On Sat, May 7, 2011 at 1:02 PM, Michael McCandless
<luc...@mikemccandless.com> wrote:
> OK I opened:
>
>    https://issues.apache.org/jira/browse/LUCENE-3079
awesome!

+1
>
> Mike
>
> http://blog.mikemccandless.com
>
> On Sat, May 7, 2011 at 6:46 AM, Michael McCandless
> <luc...@mikemccandless.com> wrote:
>> I agree!  And I think you're saying the same thing as Grant.
>>
>> Ie, others are fully free to refactor stuff, as long as they don't
>> hurt Solr/Lucene (functionality, performance).
>>
>> But you are tempering that with a nice dose of reality (successfully
>> factoring out faceting will be insanely hard).
>>
>> I very much agree with that.
>>
>> And, I (and other refactor-itchers) very much want to hear the
>> specific technical skepticism/concerns on a given module: that
>> assessment is awesome and very useful.  In fact, I love your
>> enumeration of how faceting is so well integrated into Solr so much
>> that I'll go open an issue (to factor out faceting), and put your list
>> in!
>>
>> I think this will mean, in practice, that the refactoring should
>> itself proceed in baby steps.  Ie, birthing a new faceting module,
>> iterating on it, etc., and then at some point cutting Solr over to it,
>> are two events likely spread out substantially in time.
>>
>> Freedom to refactor/poach is the bread and butter of open source.
>>
>> Mike
>>
>> http://blog.mikemccandless.com
>>
>> On Fri, May 6, 2011 at 4:35 PM, Chris Hostetter
>> <hossman_luc...@fucit.org> wrote:
>>>
>>> : To me, the third camp is just saying the proof is in the pudding.  If
>>> : you want to refactor, then go for it.  Just make sure everything still
>>> : works, which of course I know people will (but part of that means
>>> : actually running Solr, IMO).  Perhaps, more importantly don't get mad
>>> : that if I have only one day a week to work on Lucene/Solr that I spend
>>> : it putting a specific feature in a specific place.  Just because
>>> : something can/should be modularized, doesn't mean that a person working
>>> : in that area must do it before they add whatever they were working on.

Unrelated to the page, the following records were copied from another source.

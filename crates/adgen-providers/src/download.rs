//! Download of provider-hosted results.

use std::path::Path;
use std::time::Duration;

use reqwest::{Client, StatusCode};
use tokio::fs::File;
use tokio::io::AsyncWriteExt;
use tracing::debug;

use crate::error::{ProviderError, ProviderResult};
use crate::http::{build_client, describe_failure};

/// Streams remote media to local files.
#[derive(Clone)]
pub struct Downloader {
    http: Client,
}

impl Downloader {
    pub fn new(timeout: Duration) -> ProviderResult<Self> {
        Ok(Self {
            http: build_client(timeout)?,
        })
    }

    /// Download `url` into `dest`, returning the number of bytes written.
    ///
    /// Server errors and throttling are retryable; other non-2xx answers are not.
    /// A partial file is removed on failure.
    pub async fn download(&self, url: &str, dest: &Path) -> ProviderResult<u64> {
        let result = self.fetch_into(url, dest).await;
        if result.is_err() {
            let _ = tokio::fs::remove_file(dest).await;
        }
        result
    }

    async fn fetch_into(&self, url: &str, dest: &Path) -> ProviderResult<u64> {
        let mut response = self
            .http
            .get(url)
            .send()
            .await
            .map_err(|e| ProviderError::Download(e.to_string()))?;

        let status = response.status();
        if !status.is_success() {
            let detail = format!("{url}: {}", describe_failure(response).await);
            return Err(if status.is_server_error() || status == StatusCode::TOO_MANY_REQUESTS {
                ProviderError::Download(detail)
            } else {
                ProviderError::DownloadRejected(detail)
            });
        }

        let mut file = File::create(dest).await?;
        let mut written = 0u64;
        while let Some(chunk) = response
            .chunk()
            .await
            .map_err(|e| ProviderError::Download(e.to_string()))?
        {
            file.write_all(&chunk).await?;
            written += chunk.len() as u64;
        }
        file.flush().await?;

        if written == 0 {
            return Err(ProviderError::Download(format!("{url}: empty body")));
        }

        debug!(url = %url, bytes = written, dest = %dest.display(), "Downloaded remote media");
        Ok(written)
    }
}
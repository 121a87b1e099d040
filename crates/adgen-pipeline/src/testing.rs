//! Fakes shared by the unit tests.

use std::path::PathBuf;
use std::sync::Mutex;

use adgen_media::{MediaError, MediaResult, RenderJob, RenderOutput, VideoRenderer};
use adgen_models::{CanvasPreset, CompositionSpec, GenerationMode, JobStatus, Rgb};
use adgen_providers::{
    AvatarIdentity, AvatarProvider, AvatarRequest, IdentityKind, PreparedIdentity, ProviderError,
    ProviderResult, RemoteStatus, SpeechSynthesizer, SynthesizedAudio,
};
use async_trait::async_trait;
use tokio::sync::watch;

use crate::validation::{GenerationRequest, ImageUpload};

pub fn request() -> GenerationRequest {
    GenerationRequest {
        product_image: ImageUpload {
            bytes: b"png".to_vec(),
            extension: "png".into(),
        },
        script: "Hello world".into(),
        background_image: None,
        background_color: Rgb::new(211, 211, 211),
        mode: GenerationMode::Voiceover,
        canvas: CanvasPreset::Square,
        presenter_image: None,
    }
}

#[derive(Debug, Clone, Copy)]
enum SpeechBehavior {
    Inline,
    Reject,
    /// Block until cancelled
    Hang,
}

pub struct FakeSpeech {
    behavior: SpeechBehavior,
}

impl FakeSpeech {
    pub fn inline() -> Self {
        Self {
            behavior: SpeechBehavior::Inline,
        }
    }

    pub fn rejecting() -> Self {
        Self {
            behavior: SpeechBehavior::Reject,
        }
    }

    pub fn hanging() -> Self {
        Self {
            behavior: SpeechBehavior::Hang,
        }
    }
}

#[async_trait]
impl SpeechSynthesizer for FakeSpeech {
    fn name(&self) -> &'static str {
        "fake"
    }

    fn hosts_audio(&self) -> bool {
        false
    }

    async fn synthesize(
        &self,
        _text: &str,
        cancel: Option<watch::Receiver<bool>>,
    ) -> ProviderResult<SynthesizedAudio> {
        match self.behavior {
            SpeechBehavior::Inline => Ok(SynthesizedAudio::Inline {
                bytes: b"mp3".to_vec(),
                extension: "mp3".into(),
            }),
            SpeechBehavior::Reject => Err(ProviderError::submission("fake", "401 Unauthorized")),
            SpeechBehavior::Hang => {
                let Some(mut rx) = cancel else {
                    return Err(ProviderError::config("hanging speech needs a cancel channel"));
                };
                while !*rx.borrow() {
                    if rx.changed().await.is_err() {
                        break;
                    }
                }
                Err(ProviderError::Cancelled)
            }
        }
    }
}

pub struct FakeRenderer {
    duration_secs: f64,
    fail: bool,
    last_spec: Mutex<Option<CompositionSpec>>,
}

impl FakeRenderer {
    pub const OUTPUT: &'static [u8] = b"fake mp4";

    pub fn new(duration_secs: f64) -> Self {
        Self {
            duration_secs,
            fail: false,
            last_spec: Mutex::new(None),
        }
    }

    pub fn failing() -> Self {
        Self {
            fail: true,
            ..Self::new(0.0)
        }
    }

    pub fn last_spec(&self) -> Option<CompositionSpec> {
        self.last_spec.lock().unwrap().clone()
    }
}

#[async_trait]
impl VideoRenderer for FakeRenderer {
    async fn render(&self, job: RenderJob<'_>) -> MediaResult<RenderOutput> {
        *self.last_spec.lock().unwrap() = Some(job.spec.clone());
        if self.fail {
            return Err(MediaError::ffmpeg_failed("encoder exploded", None, Some(1)));
        }
        if let Some(progress) = &job.progress {
            progress(0.5);
            progress(1.0);
        }
        tokio::fs::write(job.output, Self::OUTPUT).await?;
        Ok(RenderOutput {
            duration_secs: self.duration_secs,
        })
    }
}

/// Avatar provider whose job never leaves `processing`.
pub struct ScriptedAvatar;

impl ScriptedAvatar {
    pub fn never_done() -> Self {
        Self
    }
}

#[async_trait]
impl AvatarProvider for ScriptedAvatar {
    fn name(&self) -> &'static str {
        "scripted"
    }

    async fn prepare_identity(&self, _identity: AvatarIdentity) -> ProviderResult<PreparedIdentity> {
        Ok(PreparedIdentity {
            kind: IdentityKind::Presenter,
            reference: "presenter".into(),
        })
    }

    async fn submit(&self, _request: &AvatarRequest) -> ProviderResult<String> {
        Ok("talk-1".into())
    }

    async fn fetch_status(&self, _job_id: &str) -> ProviderResult<RemoteStatus> {
        Ok(RemoteStatus::pending(JobStatus::Processing))
    }
}

/// Avatar provider that records the identity it was handed, along with how many
/// files the store held at that moment, then fails the job.
pub struct RecordingAvatar {
    root: PathBuf,
    seen: Mutex<Option<(AvatarIdentity, usize)>>,
}

impl RecordingAvatar {
    pub fn new(root: impl Into<PathBuf>) -> Self {
        Self {
            root: root.into(),
            seen: Mutex::new(None),
        }
    }

    pub fn seen(&self) -> Option<(AvatarIdentity, usize)> {
        self.seen.lock().unwrap().clone()
    }

    fn stored_files(&self) -> usize {
        std::fs::read_dir(&self.root)
            .unwrap()
            .flatten()
            .filter(|scope| scope.path().is_dir())
            .map(|scope| std::fs::read_dir(scope.path()).unwrap().count())
            .sum()
    }
}

#[async_trait]
impl AvatarProvider for RecordingAvatar {
    fn name(&self) -> &'static str {
        "recording"
    }

    async fn prepare_identity(&self, identity: AvatarIdentity) -> ProviderResult<PreparedIdentity> {
        *self.seen.lock().unwrap() = Some((identity, self.stored_files()));
        Ok(PreparedIdentity {
            kind: IdentityKind::Photo,
            reference: "photo-1".into(),
        })
    }

    async fn submit(&self, _request: &AvatarRequest) -> ProviderResult<String> {
        Ok("talk-2".into())
    }

    async fn fetch_status(&self, _job_id: &str) -> ProviderResult<RemoteStatus> {
        Ok(RemoteStatus::failed("face not found"))
    }
}
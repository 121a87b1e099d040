//! Layered video rendering.
//!
//! Leading still layers are flattened with the background into one frame;
//! anything after the first video layer is overlaid by FFmpeg. The composite
//! runs exactly as long as its audio source.

use std::path::{Path, PathBuf};
use std::sync::Arc;
use std::time::Instant;

use adgen_models::{AudioSource, BackgroundSpec, CompositionSpec, LayerSource};
use async_trait::async_trait;
use tokio::sync::watch;
use tracing::{debug, info};

use crate::command::{FfmpegCommand, FfmpegRunner};
use crate::error::{MediaError, MediaResult};
use crate::frame::{Backdrop, ImageCompositor, Placement};
use crate::probe::probe_media;

/// Render progress callback, called with a fraction in `0.0..=1.0`.
pub type ProgressFn = Arc<dyn Fn(f64) + Send + Sync>;

/// Everything a renderer needs for one render.
pub struct RenderJob<'a> {
    pub spec: &'a CompositionSpec,
    /// Where the mp4 is written
    pub output: &'a Path,
    /// Scratch path for the flattened still frame (PNG)
    pub frame_path: &'a Path,
    pub cancel: Option<watch::Receiver<bool>>,
    pub progress: Option<ProgressFn>,
}

/// Result of a successful render.
#[derive(Debug, Clone, Copy, PartialEq)]
pub struct RenderOutput {
    /// Composite duration in seconds (equals the audio source duration)
    pub duration_secs: f64,
}

/// Turns a composition spec into a video file.
#[async_trait]
pub trait VideoRenderer: Send + Sync {
    async fn render(&self, job: RenderJob<'_>) -> MediaResult<RenderOutput>;
}

/// A layer FFmpeg has to draw, with its resolved geometry.
#[derive(Debug, Clone, PartialEq)]
struct OverlayInput {
    source: LayerSource,
    size: (u32, u32),
    position: (i64, i64),
}

/// [`VideoRenderer`] backed by the FFmpeg CLI.
#[derive(Debug, Clone, Default)]
pub struct FfmpegCompositor {
    images: ImageCompositor,
    timeout_secs: Option<u64>,
}

impl FfmpegCompositor {
    pub fn new() -> Self {
        Self::default()
    }

    /// Kill FFmpeg if a render takes longer than this.
    pub fn with_timeout(mut self, secs: u64) -> Self {
        self.timeout_secs = Some(secs);
        self
    }

    /// Paint the background and every leading still layer into one frame.
    async fn flatten(&self, spec: &CompositionSpec, frame_path: &Path) -> MediaResult<()> {
        let backdrop = match spec.background() {
            BackgroundSpec::Color { color } => Backdrop::Color(*color),
            BackgroundSpec::Image { path, fit } => {
                let bytes = read_input(path).await?;
                Backdrop::Image(ImageCompositor::decode(&bytes)?, *fit)
            }
        };

        let mut stills = Vec::new();
        for layer in &spec.layers()[..spec.leading_still_layers()] {
            let bytes = read_input(layer.source.path()).await?;
            let placement = Placement::new(layer.fit, layer.anchor).with_margin(spec.corner_margin());
            stills.push((bytes, placement));
        }

        let images = self.images;
        let canvas = spec.canvas();
        let png = tokio::task::spawn_blocking(move || -> MediaResult<Vec<u8>> {
            let layers = stills
                .into_iter()
                .map(|(bytes, placement)| Ok((ImageCompositor::decode(&bytes)?, placement)))
                .collect::<MediaResult<Vec<_>>>()?;
            ImageCompositor::encode_png(&images.compose(&backdrop, &layers, canvas))
        })
        .await
        .map_err(|e| MediaError::internal(format!("frame task failed: {e}")))??;

        tokio::fs::write(frame_path, png).await?;
        Ok(())
    }

    /// Resolve size and position of every layer FFmpeg overlays.
    async fn resolve_overlays(&self, spec: &CompositionSpec) -> MediaResult<Vec<OverlayInput>> {
        let canvas = spec.canvas();
        let mut overlays = Vec::new();

        for layer in &spec.layers()[spec.leading_still_layers()..] {
            let source_size = match &layer.source {
                LayerSource::Video(path) => probe_media(path)
                    .await?
                    .dimensions()
                    .ok_or_else(|| MediaError::invalid_media(format!("{} has no video stream", path.display())))?,
                LayerSource::Image(path) => {
                    let bytes = read_input(path).await?;
                    let image = ImageCompositor::decode(&bytes)?;
                    (image.width(), image.height())
                }
            };

            let placement = Placement::new(layer.fit, layer.anchor).with_margin(spec.corner_margin());
            let (size, position) = placement.resolve(source_size, canvas);
            overlays.push(OverlayInput {
                source: layer.source.clone(),
                size,
                position,
            });
        }

        Ok(overlays)
    }

    /// Path of the file whose duration drives the composite.
    fn audio_path(spec: &CompositionSpec) -> MediaResult<PathBuf> {
        match spec.audio() {
            AudioSource::File { path } => Ok(path.clone()),
            AudioSource::Layer { index } => spec
                .layers()
                .get(*index)
                .map(|l| l.source.path().to_path_buf())
                .ok_or_else(|| MediaError::internal(format!("audio layer {index} missing"))),
        }
    }
}

#[async_trait]
impl VideoRenderer for FfmpegCompositor {
    async fn render(&self, job: RenderJob<'_>) -> MediaResult<RenderOutput> {
        let spec = job.spec;
        let started = Instant::now();

        let audio_path = Self::audio_path(spec)?;
        let audio = probe_media(&audio_path).await?;
        if !audio.has_audio {
            return Err(MediaError::invalid_media(format!(
                "{} has no audio stream",
                audio_path.display()
            )));
        }
        let duration = audio.duration;

        self.flatten(spec, job.frame_path).await?;
        let overlays = self.resolve_overlays(spec).await?;
        let cmd = build_render_command(spec, job.frame_path, &overlays, duration, job.output);

        let mut runner = FfmpegRunner::new();
        if let Some(cancel) = job.cancel {
            runner = runner.with_cancel(cancel);
        }
        if let Some(secs) = self.timeout_secs {
            runner = runner.with_timeout(secs);
        }

        let total_ms = (duration * 1000.0) as i64;
        let progress = job.progress;
        runner
            .run_with_progress(&cmd, move |p| {
                if let Some(cb) = &progress {
                    cb(p.fraction(total_ms));
                }
            })
            .await?;

        let elapsed = started.elapsed().as_secs_f64();
        metrics::histogram!("adgen_render_duration_seconds").record(elapsed);
        info!(
            output = %job.output.display(),
            duration_secs = duration,
            overlays = overlays.len(),
            elapsed_secs = elapsed,
            "Rendered composite"
        );

        Ok(RenderOutput {
            duration_secs: duration,
        })
    }
}

/// Build the FFmpeg invocation for a flattened frame plus overlays.
///
/// Input order: frame, overlays (in paint order), then the standalone audio file if any.
fn build_render_command(
    spec: &CompositionSpec,
    frame_path: &Path,
    overlays: &[OverlayInput],
    duration: f64,
    output: &Path,
) -> FfmpegCommand {
    let fps = spec.frame_rate();
    let mut cmd = FfmpegCommand::new(output).looped_image(frame_path, fps);

    for overlay in overlays {
        cmd = match &overlay.source {
            LayerSource::Image(path) => cmd.looped_image(path, fps),
            LayerSource::Video(path) => cmd.input(path),
        };
    }

    let audio_map = match spec.audio() {
        AudioSource::File { path } => {
            let index = cmd.input_count();
            cmd = cmd.input(path);
            format!("{index}:a:0")
        }
        AudioSource::Layer { index } => {
            // layer index -> input index: stills are flattened into input 0
            let input = index - spec.leading_still_layers() + 1;
            format!("{input}:a:0")
        }
    };

    let filter = build_filter_graph(overlays, &spec.encoding().pixel_format);
    debug!(filter = %filter, "Render filter graph");

    let encoding = spec.encoding();
    cmd.filter_complex(filter)
        .map("[vout]")
        .map(audio_map)
        .duration(duration)
        .frame_rate(fps)
        .video_codec(&encoding.codec)
        .preset(&encoding.preset)
        .crf(encoding.crf)
        .pixel_format(&encoding.pixel_format)
        .audio_codec(&encoding.audio_codec)
        .audio_bitrate(&encoding.audio_bitrate)
        .faststart()
}

/// Scale each overlay into its box and stack them over input 0.
fn build_filter_graph(overlays: &[OverlayInput], pixel_format: &str) -> String {
    let mut chains = Vec::with_capacity(overlays.len() * 2 + 1);
    let mut base = "[0:v]".to_string();

    for (i, overlay) in overlays.iter().enumerate() {
        let input = i + 1;
        let (w, h) = overlay.size;
        let (x, y) = overlay.position;
        chains.push(format!("[{input}:v]scale={w}:{h},setsar=1[l{i}]"));
        chains.push(format!("{base}[l{i}]overlay={x}:{y}:eof_action=repeat[v{i}]"));
        base = format!("[v{i}]");
    }

    chains.push(format!("{base}format={pixel_format}[vout]"));
    chains.join(";")
}

async fn read_input(path: &Path) -> MediaResult<Vec<u8>> {
    match tokio::fs::read(path).await {
        Ok(bytes) => Ok(bytes),
        Err(e) if e.kind() == std::io::ErrorKind::NotFound => {
            Err(MediaError::FileNotFound(path.to_path_buf()))
        }
        Err(e) => Err(e.into()),
    }
}

#[cfg(test)]
mod tests {
    use super::*;
    use adgen_models::{Anchor, CanvasSize, FitBox, Layer, Rgb};

    fn color() -> BackgroundSpec {
        BackgroundSpec::Color {
            color: Rgb::new(211, 211, 211),
        }
    }

    #[test]
    fn test_voiceover_command() {
        let spec = CompositionSpec::builder(CanvasSize::SQUARE, color())
            .layer(Layer::image("/w/product.png", FitBox::PRODUCT, Anchor::Center))
            .audio(AudioSource::File {
                path: "/w/voice.mp3".into(),
            })
            .build()
            .unwrap();

        let cmd = build_render_command(&spec, Path::new("/w/frame.png"), &[], 3.25, Path::new("/o/out.mp4"));
        let args = cmd.build_args();
        let joined = args.join(" ");

        assert!(joined.contains("-loop 1 -framerate 24 -i /w/frame.png"));
        assert!(joined.contains("-i /w/voice.mp3"));
        assert!(!joined.contains("product.png"), "stills are flattened into the frame");
        assert!(joined.contains("-filter_complex [0:v]format=yuv420p[vout]"));
        assert!(joined.contains("-map [vout] -map 1:a:0"));
        assert!(joined.contains("-t 3.250"));
        assert!(joined.contains("-r 24"));
        assert!(joined.contains("-c:v libx264"));
        assert!(joined.contains("-pix_fmt yuv420p"));
        assert!(joined.contains("-c:a aac"));
    }

    #[test]
    fn test_avatar_command_takes_audio_from_clip() {
        let spec = CompositionSpec::builder(CanvasSize::LANDSCAPE, color())
            .layer(Layer::image("/w/product.png", FitBox::PRODUCT_WITH_AVATAR, Anchor::Center))
            .layer(Layer::video("/w/avatar.mp4", FitBox::AVATAR_INSET, Anchor::BottomLeft))
            .audio(AudioSource::Layer { index: 1 })
            .corner_margin(20)
            .build()
            .unwrap();

        let overlays = vec![OverlayInput {
            source: LayerSource::Video("/w/avatar.mp4".into()),
            size: (270, 270),
            position: (20, 790),
        }];
        let cmd = build_render_command(&spec, Path::new("/w/frame.png"), &overlays, 8.0, Path::new("/o/out.mp4"));
        let joined = cmd.build_args().join(" ");

        assert_eq!(cmd.input_count(), 2);
        assert!(joined.contains("-i /w/avatar.mp4"));
        assert!(joined.contains("-map [vout] -map 1:a:0"));
        assert!(joined.contains("-t 8.000"));
    }

    #[test]
    fn test_audio_path_follows_audio_source() {
        let avatar = CompositionSpec::builder(CanvasSize::LANDSCAPE, color())
            .layer(Layer::image("/w/product.png", FitBox::PRODUCT_WITH_AVATAR, Anchor::Center))
            .layer(Layer::video("/w/avatar.mp4", FitBox::AVATAR_INSET, Anchor::BottomLeft))
            .audio(AudioSource::Layer { index: 1 })
            .build()
            .unwrap();
        assert_eq!(
            FfmpegCompositor::audio_path(&avatar).unwrap(),
            PathBuf::from("/w/avatar.mp4")
        );

        let voiceover = CompositionSpec::builder(CanvasSize::SQUARE, color())
            .layer(Layer::image("/w/product.png", FitBox::PRODUCT, Anchor::Center))
            .audio(AudioSource::File {
                path: "/w/voice.mp3".into(),
            })
            .build()
            .unwrap();
        assert_eq!(
            FfmpegCompositor::audio_path(&voiceover).unwrap(),
            PathBuf::from("/w/voice.mp3")
        );
    }

    #[test]
    fn test_filter_graph_paints_back_to_front() {
        let overlays = vec![
            OverlayInput {
                source: LayerSource::Video("a.mp4".into()),
                size: (270, 270),
                position: (20, 790),
            },
            OverlayInput {
                source: LayerSource::Image("logo.png".into()),
                size: (100, 50),
                position: (960, 10),
            },
        ];

        let graph = build_filter_graph(&overlays, "yuv420p");
        assert_eq!(
            graph,
            "[1:v]scale=270:270,setsar=1[l0];\
             [0:v][l0]overlay=20:790:eof_action=repeat[v0];\
             [2:v]scale=100:50,setsar=1[l1];\
             [v0][l1]overlay=960:10:eof_action=repeat[v1];\
             [v1]format=yuv420p[vout]"
        );
    }

    #[tokio::test]
    async fn test_flatten_writes_canvas_sized_frame() {
        let dir = tempfile::tempdir().unwrap();
        let product_path = dir.path().join("product.png");
        let product = ::image::RgbaImage::from_pixel(30, 60, ::image::Rgba([200, 10, 10, 255]));
        tokio::fs::write(&product_path, ImageCompositor::encode_png(&product).unwrap())
            .await
            .unwrap();

        let spec = CompositionSpec::builder(CanvasSize::LANDSCAPE, color())
            .layer(Layer::image(&product_path, FitBox::PRODUCT, Anchor::Center))
            .audio(AudioSource::File {
                path: dir.path().join("voice.mp3"),
            })
            .build()
            .unwrap();

        let frame_path = dir.path().join("frame.png");
        FfmpegCompositor::new().flatten(&spec, &frame_path).await.unwrap();

        let frame = ::image::open(&frame_path).unwrap().to_rgba8();
        assert_eq!(frame.dimensions(), (1920, 1080));
        assert_eq!(frame.get_pixel(960, 540), &::image::Rgba([200, 10, 10, 255]));
        assert_eq!(frame.get_pixel(10, 10), &::image::Rgba([211, 211, 211, 255]));
    }

    #[tokio::test]
    async fn test_flatten_rejects_corrupt_product() {
        let dir = tempfile::tempdir().unwrap();
        let product_path = dir.path().join("product.png");
        tokio::fs::write(&product_path, b"not an image").await.unwrap();

        let spec = CompositionSpec::builder(CanvasSize::SQUARE, color())
            .layer(Layer::image(&product_path, FitBox::PRODUCT, Anchor::Center))
            .audio(AudioSource::File {
                path: dir.path().join("voice.mp3"),
            })
            .build()
            .unwrap();

        let err = FfmpegCompositor::new()
            .flatten(&spec, &dir.path().join("frame.png"))
            .await
            .unwrap_err();
        assert!(err.is_input_error());
    }
}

>>> : For instance, if and when function queries are a module, I will add to
>>> : them there and be happy to do so.  In the meantime, I will likely add to
>>> : them in Solr if that is something I happen to be interested in at that
>>> : time b/c I can certainly add a new function in a day, but I can't
>>> : refactor the whole module _and_ add my new function in a day.
>>>
>>> +1
>>>
>>> I want to get that printed on a t-shirt
>>>
>>> the corrolarry issue in my mind...
>>>
>>> I am happily in favor of code reuse and modularization in the abstract,
>>> and when it works in practice i'm plesantly delighted.
>>>
>>> But when people talk about modularization as a goal, and make a laundry
>>> list things in solr that people think should be refactored into modules
>>> (w/o showing specifics of what that module would look like) then i have a
>>> hard time buying into some of these ideas panning out in a way that:
>>>  a) is a useful module to people in and of itself
>>>  b) doesn't hamstring the evolution/performance in solr.
>>>
>>> To look at "faceting" as a concrete example, there are big the reasons
>>> faceting works so well in Solr: Solr has total control over the
>>> index, knows exactly when the index has changed to rebuild caches, has a
>>> strict schema so it can make sense of field types and
>>> pick faceting algos accordingly, has multi-phase distributed search
>>> approach to get exact counts efficiently across multiple shards, etc...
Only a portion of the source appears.